資料與方法
1998年1月~2001年12月我室檢查并跟蹤隨訪的28例產癱患者,男17例,女11例;年齡1個月~5歲,平均2.7歲。按產癱臨床分性的方法[1]分為上干型(Erb型)、下干型(Klumpke型)及全麻痹型。本組28例中,上干型19例,下干型4例,全麻痹型5例。
方法:室溫控制在25℃左右,肢體皮溫保持在30℃以上。應用肌電圖/誘發電位儀,對每個患肢分別進行常規肌電圖(EMG)、運動神經傳導速度(MCV)、感覺神經傳導速度(SCV)及體感誘發電位(SEP)檢查。

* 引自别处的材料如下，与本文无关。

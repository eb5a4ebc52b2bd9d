// Back-to-front world drawing

use glam::Vec2;
use log::info;
use rand::Rng;

use super::iso::TileMetrics;
use super::tile::TileCode;
use super::tilemap::TileMap;
use crate::engine::renderer::{SpriteBatch, TextureHandle};
use crate::game::config::MapConfig;
use crate::game::player::Player;

/// Prop sprites sit this fraction of a tile height above the tile origin
const PROP_RISE_DIVISOR: f32 = 1.5;
/// Tree sprites poke out above the tile diamond by this many pixels
const TREE_CANOPY_EXTRA: f32 = 30.0;

/// Ground and prop textures for every tile code
#[derive(Debug, Clone, Copy)]
pub struct TileSpriteSet {
    pub ground_a: TextureHandle,
    pub ground_b: TextureHandle,
    pub ground_c: TextureHandle,
    pub tree_a: TextureHandle,
    pub tree_b: TextureHandle,
    pub stump: TextureHandle,
}

impl TileSpriteSet {
    /// Ground texture drawn for a cell; prop cells sit on plain grass
    pub fn ground(&self, code: TileCode) -> TextureHandle {
        match code {
            TileCode::GroundB => self.ground_b,
            TileCode::GroundC => self.ground_c,
            _ => self.ground_a,
        }
    }
}

/// Draws the tile map and decides where the player slots into the
/// paint order
pub struct WorldRenderer {
    map: TileMap,
    sprites: TileSpriteSet,
    metrics: TileMetrics,
    map_config: MapConfig,
}

impl WorldRenderer {
    pub fn new(
        map: TileMap,
        sprites: TileSpriteSet,
        metrics: TileMetrics,
        map_config: MapConfig,
    ) -> Self {
        Self {
            map,
            sprites,
            metrics,
            map_config,
        }
    }

    /// The map currently being drawn
    pub fn map(&self) -> &TileMap {
        &self.map
    }

    /// Swap in a freshly generated map.
    ///
    /// Runs during the update phase, so the map never changes underneath
    /// an in-progress draw.
    pub fn regenerate(&mut self, rng: &mut impl Rng) {
        self.map = TileMap::generate(rng, &self.map_config);
        info!("Regenerated map, side {}", self.map.side());
    }

    /// Paint the whole map back to front, slotting the player in.
    ///
    /// Rows and columns both run last to first: cells projected lower on
    /// the screen are submitted later and overlap what is already down.
    /// The player is emitted right after any cell whose origin lies
    /// within half a tile of them, which near cell boundaries can emit
    /// the player twice or skip them for a frame.
    pub fn draw(&self, batch: &mut SpriteBatch, player: &Player) {
        let side = self.map.side();
        let (w, h) = (self.metrics.width, self.metrics.height);

        for row in (0..side).rev() {
            for col in (0..side).rev() {
                let origin = self.metrics.project(row as i32, col as i32);
                let code = self.map.tile(row, col);

                batch.draw(self.sprites.ground(code), origin.x, origin.y, w, h);

                let prop_y = origin.y + h / PROP_RISE_DIVISOR;
                match code {
                    TileCode::TreeA => {
                        batch.draw(self.sprites.tree_a, origin.x, prop_y, w, h + TREE_CANOPY_EXTRA);
                    }
                    TileCode::TreeB => {
                        batch.draw(self.sprites.tree_b, origin.x, prop_y, w, h + TREE_CANOPY_EXTRA);
                    }
                    TileCode::Stump => {
                        batch.draw(self.sprites.stump, origin.x, prop_y, w, h / 2.0);
                    }
                    _ => {}
                }

                if self.player_occupies(player.position(), origin) {
                    player.render(batch);
                }
            }
        }
    }

    fn player_occupies(&self, player_pos: Vec2, origin: Vec2) -> bool {
        (player_pos.x - origin.x).abs() < self.metrics.width / 2.0
            && (player_pos.y - origin.y).abs() < self.metrics.height / 2.0
    }
}
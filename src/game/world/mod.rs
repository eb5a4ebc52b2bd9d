// World generation and drawing
//
// `tilemap` rolls the terrain, `iso` projects grid cells onto the
// screen, and `renderer` turns the two into an ordered sprite batch.

pub mod iso;
pub mod renderer;
pub mod tile;
pub mod tilemap;

pub use iso::TileMetrics;
pub use renderer::{TileSpriteSet, WorldRenderer};
pub use tilemap::TileMap;
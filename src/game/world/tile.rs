// Tile codes for generated terrain

/// Categorical code for one map cell.
///
/// The three ground variants are purely cosmetic. The prop codes draw an
/// overlay sprite on top of a plain ground tile and block the cell.
#[derive(Debug, Clone, Copy, PartialEq, Eq, Hash)]
pub enum TileCode {
    /// Common grass, the bulk of the map
    GroundA,
    /// Grass variant B
    GroundB,
    /// Grass variant C
    GroundC,
    /// Broad-canopy tree
    TreeA,
    /// Thin tree
    TreeB,
    /// Cut-down stump
    Stump,
}

impl Default for TileCode {
    fn default() -> Self {
        Self::GroundA
    }
}

impl TileCode {
    /// Check if this cell can be stood on
    pub fn is_walkable(&self) -> bool {
        matches!(self, Self::GroundA | Self::GroundB | Self::GroundC)
    }

    /// Check if this cell draws a prop overlay on top of its ground tile
    pub fn is_prop(&self) -> bool {
        matches!(self, Self::TreeA | Self::TreeB | Self::Stump)
    }
}

#[cfg(test)]
mod tests {
    use super::*;

    #[test]
    fn test_ground_codes_are_walkable() {
        assert!(TileCode::GroundA.is_walkable());
        assert!(TileCode::GroundB.is_walkable());
        assert!(TileCode::GroundC.is_walkable());
        assert!(!TileCode::TreeA.is_walkable());
        assert!(!TileCode::TreeB.is_walkable());
        assert!(!TileCode::Stump.is_walkable());
    }

    #[test]
    fn test_prop_codes_are_exactly_the_non_walkable_ones() {
        let all = [
            TileCode::GroundA,
            TileCode::GroundB,
            TileCode::GroundC,
            TileCode::TreeA,
            TileCode::TreeB,
            TileCode::Stump,
        ];
        for code in all {
            assert_eq!(code.is_prop(), !code.is_walkable());
        }
    }

    #[test]
    fn test_default_is_plain_ground() {
        assert_eq!(TileCode::default(), TileCode::GroundA);
    }
}
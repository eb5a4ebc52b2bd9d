// Asset location and errors
//
// Finding files on disk is kept separate from decoding them; the
// renderer's texture manager owns decode and upload, this module owns
// paths.

pub mod loader;

pub use loader::AssetLoader;

/// Asset loading errors
#[derive(Debug, thiserror::Error)]
pub enum AssetError {
    #[error("Asset not found: {0}")]
    NotFound(String),

    #[error("IO error: {0}")]
    Io(#[from] std::io::Error),
}

#[cfg(test)]
mod tests {
    use super::*;

    #[test]
    fn test_asset_error_display() {
        let err = AssetError::NotFound("tiles/ground_a.png".to_string());
        assert_eq!(err.to_string(), "Asset not found: tiles/ground_a.png");
    }
}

臂叢神經損傷的定位、程度及預后分析:按照上述方法檢查,常規針電極肌電圖檢查時,若僅見三角肌、肱二頭肌放松時有自發電位,最大力收縮時運動單位減少或消失,神經傳導檢查時僅腋神經、肌皮神經神經電位(NAP)降低或消失,則為上干以下損傷;若除上述表現外,還有岡上肌自發電位、運動單位減少或消失、NAP降低或消失,則為上干型損傷;若除上述兩種外,尚有前鋸肌異常,則損傷位置在節前;常規針電極肌電圖檢查時,若僅小指展肌、拇短展肌放松時有自發電位,最大力收縮時運動單位減少或消失,神經傳導檢查時正中神經NAP降低,尺神經、臂內側皮神經、前臂內側皮神經NAP降低或消失,則為下干型損傷;若全臂叢支配肌放松時均有自發電位,最大力收縮時運動單位減少或消失,神經傳導檢查時全臂叢神經NAP降低或消失,則為全麻痹型損傷。如果各被檢神經既可檢測到NAP,又可檢測到SEP,則為不完全性損傷,且各神經NAP波幅越高表明神經損傷程度越輕,預后越好;如果各被檢神經既未檢測到NAP,又未檢測到SEP,則為完全性損傷(節后),且預后欠佳;如果各被檢神經僅可檢測到感覺神經電位(SNAP),但無SEP,則為節前損傷,且預后差,應考慮早期手術[2]。
結 果
本組28例中的19例,首次神經肌電圖檢查提示神經損傷程度較輕、預后良好的,經6個月觀察(2次復查),18例有明顯恢復,1例有恢復,臨床符合率94.7%;4例重度不完全性損傷、3例完全性損傷、2例節前損傷共9例,首次神經肌電圖檢查提示預后不良的,經6個月觀察(2次復查),恢復不理想。后經外科手術探查證實:上干完全性損傷者1例,肌電圖診[CM(17*2]斷與臨床不符(術中所見為不完全性損傷);下干不完全性損傷者1例,肌電圖診斷與臨床不符(術中所見為根性撕脫傷)。9例臨床符合率77.8%,28例總符合率89.3%,較黃氏等[3]報道的符合率88.4%稍高,較楊氏等[4]報道的符合率93.9%偏低。
討 論
神經電生理檢測可以為產癱的診治提供客觀的依據:應用神經電生理技術,不但可以較準確地判斷神經損傷的位置、程度及預后,為臨床選擇適當的治療方案提供可靠的參考,為需要手術者術式的選擇提供有力的依據,而且對于恢復期患兒,可以根據每次復查的結果調整臨床治療方案。隨著神經電生理技術的日益成熟和提高,其在外科領域的應用價值備受重視,時至今日,已發展成為周圍神經損傷診斷和治療的常規檢查手段。
參考文獻
1 張咸中.產癱的早期顯微外科治療.實用手外科雜志,2001,9:131.
2 顧玉東.產癱的診治程序與原則.中華手外科雜志,2001,17:1.
3 黃綏仁,郁以紅,顧玉東,等.應用感覺神經電位和體感誘發電位診斷臂叢損傷.手外科雜志,1987,3:31-35.
4 楊亭,楊克非,金正娣,等.根性臂叢神經損傷的電生理研究與治療的關系.中華手外科雜志,1995,11:168-170.